In addition to the network marketing, H was managing the erotica bar in Tammela. He leased an Alfa Romeo in the name of the bar, and set up a new company, again in someone else’s name. H had learned how to put others nominally in charge of his business operations.
      The new company published an adult entertainment website and a free distribution newspaper. It is not hard to guess that it ended up in bankruptcy as well. The bailiffs fetched the computers and other equipment.
      The year was 2000. H’s wife had filed for divorce, and his father died. The manager of the erotica bar quit and opened his own lunch restaurant.
      At the end of 2000 H’s erotica bar was permanently insolvent and overextended. It was no longer enough for H to behave in a smart manner, with an ability to persuade others to join his business activities: “he could sell ice to Eskimos”, is what some people said about him.

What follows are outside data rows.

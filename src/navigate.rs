use tokio::sync::watch;

/// Moves the presentation's active view to a slide position.
pub trait Navigator: Send + Sync {
    fn go_to(&self, index: usize);
}

/// Publishes the active slide index for whatever renders the deck.
#[derive(Debug)]
pub struct WatchNavigator {
    current: watch::Sender<Option<usize>>,
}

impl Default for WatchNavigator {
    fn default() -> Self {
        Self::new()
    }
}

impl WatchNavigator {
    pub fn new() -> Self {
        let (current, _) = watch::channel(None);
        Self { current }
    }

    pub fn subscribe(&self) -> watch::Receiver<Option<usize>> {
        self.current.subscribe()
    }

    pub fn current(&self) -> Option<usize> {
        *self.current.borrow()
    }
}

impl Navigator for WatchNavigator {
    fn go_to(&self, index: usize) {
        tracing::info!(index, "navigating to slide");
        self.current.send_replace(Some(index));
    }
}
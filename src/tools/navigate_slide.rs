use schemars::{JsonSchema, schema_for};
use serde::{Deserialize, Serialize};

use super::ToolDefinition;

#[derive(Debug, Clone, Deserialize, Serialize, JsonSchema)]
pub struct NavigateSlideInput {
    #[schemars(description = "Identifier of the slide to show.")]
    pub slug: String,
}

pub(crate) fn definition() -> ToolDefinition {
    ToolDefinition {
        name: "navigateSlide",
        description: "Show the slide with the given slug to the audience.",
        input_schema: serde_json::to_value(schema_for!(NavigateSlideInput)).unwrap_or_default(),
    }
}
use schemars::{JsonSchema, schema_for};
use serde::{Deserialize, Serialize};

use super::ToolDefinition;
use crate::deck::SlideTemplate;

/// Only `slug` is required; absent fields keep their current value.
#[derive(Debug, Clone, Default, Deserialize, Serialize, JsonSchema)]
#[serde(rename_all = "camelCase")]
pub struct ModifySlideInput {
    #[schemars(description = "Identifier of the slide to change.")]
    pub slug: String,
    #[schemars(description = "New layout of the slide.")]
    #[serde(default)]
    pub template: Option<SlideTemplate>,
    #[schemars(description = "New slide title.")]
    #[serde(default)]
    pub title: Option<String>,
    #[schemars(description = "New bullet points.")]
    #[serde(default)]
    pub items: Option<Vec<String>>,
    #[schemars(description = "New image URL.")]
    #[serde(default)]
    pub image_url: Option<String>,
    #[schemars(description = "New paragraph of text.")]
    #[serde(default)]
    pub paragraph: Option<String>,
}

pub(crate) fn definition() -> ToolDefinition {
    ToolDefinition {
        name: "modifySlide",
        description: "Change fields of an existing slide, identified by its slug. Fields that are left out keep their current value.",
        input_schema: serde_json::to_value(schema_for!(ModifySlideInput)).unwrap_or_default(),
    }
}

      H's telephone was disconnected, bills were overdue, including insurance premiums. His auditing service had stopped keeping his books, because H had failed to pay that bill as well.
     
In November 2000 H also stopped paying VAT, tax at source, and social security contributions. At the end of 2002, the bills, with interest, amounted to more than EUR 90,000.
      “The activities did not stay under control”, H said in the police interrogation during Christmas 2004.
      In July 2000 H got a letter from the tax office, politely reminding him that his tax return had not been filed. That was the least of his worries. There were more urgent bills. He needed to get rind of the bar quickly.
      H found a man who had been convicted of economic crimes to buy the bar. He brought him the receipts in a plastic bag.
      At this point at the latest, H began to look like the chronic failure of a businessman that he has later been described as.
     
The bankruptcy application of the erotica bar was refused by Tampere District Court in 2002 because of a lack of funds. Tax authorities say that in the same year H was paid wages totalling EUR 21,457 from a Finnish software company, as well as per diems and driving compensation worth EUR 2,854. H worked as an applications consultant in the IT branch. He had no more companies.
      There was no sign of H until the late summer of 2003, on the Internet. Now he was in online message boards looking for people interested in sports betting. H said that he had developed a betting system which brought in money. By joining Bettrust group games, you can more than double your gaming portfolio every week H claimed.
     
H had started to bet on horseracing in Britain. Before that he had collected football statistics and calculated that there were too few matches, and that the cash flow would not be sufficient.
      Racing, on the other hand, seemed promising. Are you interested in MONEY? H asked in his e-mail message that he sent to a new acquaintance. The rules work better on the horse track than in team sports, and the turnover of the cash is truly fast, which means that there is much to play. The higher odds are not the only parameter in my own system – the most important factors are the involvement of so-called syndicates and !! taking into consideration its impact on how the odds behave –, the number of horses taking part in each race, the ratios between the odds of the horses, and the changes in the odds during the betting process.
      Along with this came a wild-looking Exel chart onto which H had collected betting statistics.
     
H made bets at Betfair, a British betting operation that had started up three years earlier. The minimum contribution to get into H’s collective betting scheme was EUR 200. Initially the money was paid directly onto H’s bank account. The online money transfer service Moneybookers was used from late 2003.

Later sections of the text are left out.